Nitric oxide plays an important role in the regulation of basal renal blood flow. This study was performed to examine whether selective inhibition of renal nitric oxide synthesis affects renin release in vivo. Accordingly, in six barbiturate-anaesthetized dogs renin release was examined before and after intrarenal infusion of the selective inhibitor of nitric oxide synthesis, N(G)-nitro-L-arginine (NOARG). NOARG was infused into the renal artery to yield a renal arterial blood concentration of 0.4 mumol ml-1. NOARG did not change systemic arterial blood pressure and glomerular filtration rate, but reduced basal renal blood flow by 26 +/- 2%. Urine flow, sodium and potassium excretion were reduced after inhibition of renal nitric oxide synthesis. Basal renin release (3 +/- 2 mug AI min-1) was not altered by NOARG infusion (1 +/- 1 mug AI min-1). To stimulate renin release the renal artery was constricted to a renal perfusion pressure of 50 mmHg.

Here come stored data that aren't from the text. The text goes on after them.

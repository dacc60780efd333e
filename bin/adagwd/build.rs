//! ---
//! gw_section: "01-core-functionality"
//! gw_subsection: "binary"
//! gw_type: "source"
//! gw_scope: "code"
//! gw_description: "Build script stamping build metadata into the daemon."
//! gw_version: "v0.0.0-prealpha"
//! gw_owner: "tbd"
//! ---
use vergen::EmitBuilder;

fn main() -> Result<(), Box<dyn std::error::Error>> {
    EmitBuilder::builder()
        .fail_on_error()
        .all_build()
        .all_cargo()
        .emit()?;
    println!("cargo:rerun-if-changed=build.rs");
    Ok(())
}
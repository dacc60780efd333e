//! ---
//! gw_section: "02-messaging-ipc-data-model"
//! gw_subsection: "module"
//! gw_type: "source"
//! gw_scope: "code"
//! gw_description: "Message model, server envelope codec and flat record formats."
//! gw_version: "v0.0.0-prealpha"
//! gw_owner: "tbd"
//! ---
//! Messages travel from device modules to the server, commands travel back.
//! Both sides of the server protocol share the envelope codec defined here.
#![warn(missing_docs)]

pub mod envelope;
pub mod records;
pub mod types;

/// Shared result type for codec operations.
pub type Result<T> = std::result::Result<T, CodecError>;

/// Failures while encoding or decoding gateway messages.
#[derive(Debug, thiserror::Error)]
pub enum CodecError {
    /// The XML reader or writer rejected the document.
    #[error("xml error: {0}")]
    Xml(String),
    /// No `server_adapter` root element was found.
    #[error("envelope has no server_adapter root")]
    MissingRoot,
    /// A message state outside the known set.
    #[error("unknown message state '{0}'")]
    UnknownState(String),
    /// A flat record could not be parsed.
    #[error("malformed record at line {line}: {reason}")]
    Record {
        /// Line where the problem was detected.
        line: usize,
        /// Human readable cause.
        reason: String,
    },
    /// Wrapper for IO errors while streaming records.
    #[error("io error: {0}")]
    Io(#[from] std::io::Error),
}

pub use envelope::{Correlation, EnvelopeCodec, Inbound, XmlCodec};
pub use records::{
    to_csv, to_plain_text, CacheRecordEncoder, CsvLayout, RecordDecoder, RecordEncoder,
    MAX_RECORD_PAIRS,
};
pub use types::{
    parse_number, CmdParams, Command, CommandState, DeviceReading, Euid, GatewayIdentity, Message,
    MessageState, ModuleValue, Priority,
};

#[cfg(test)]
mod tests {
    use super::*;

    #[test]
    fn record_error_mentions_line() {
        let err = CodecError::Record {
            line: 3,
            reason: "bad value".into(),
        };
        assert_eq!(format!("{err}"), "malformed record at line 3: bad value");
    }
}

At this perfusion pressure infusion of NOARG reduced renin release significantly from 48 +/- 11 mug AI min-1 to 14 +/- 4 mug AI min-1. In conclusion, inhibition of renal nitric oxide synthesis reduces basal renal blood flow and reduces renin release stimulated by renal arterial constriction. These findings indicate that renal nitric oxide modulates both renal blood flow and renin release in vivo.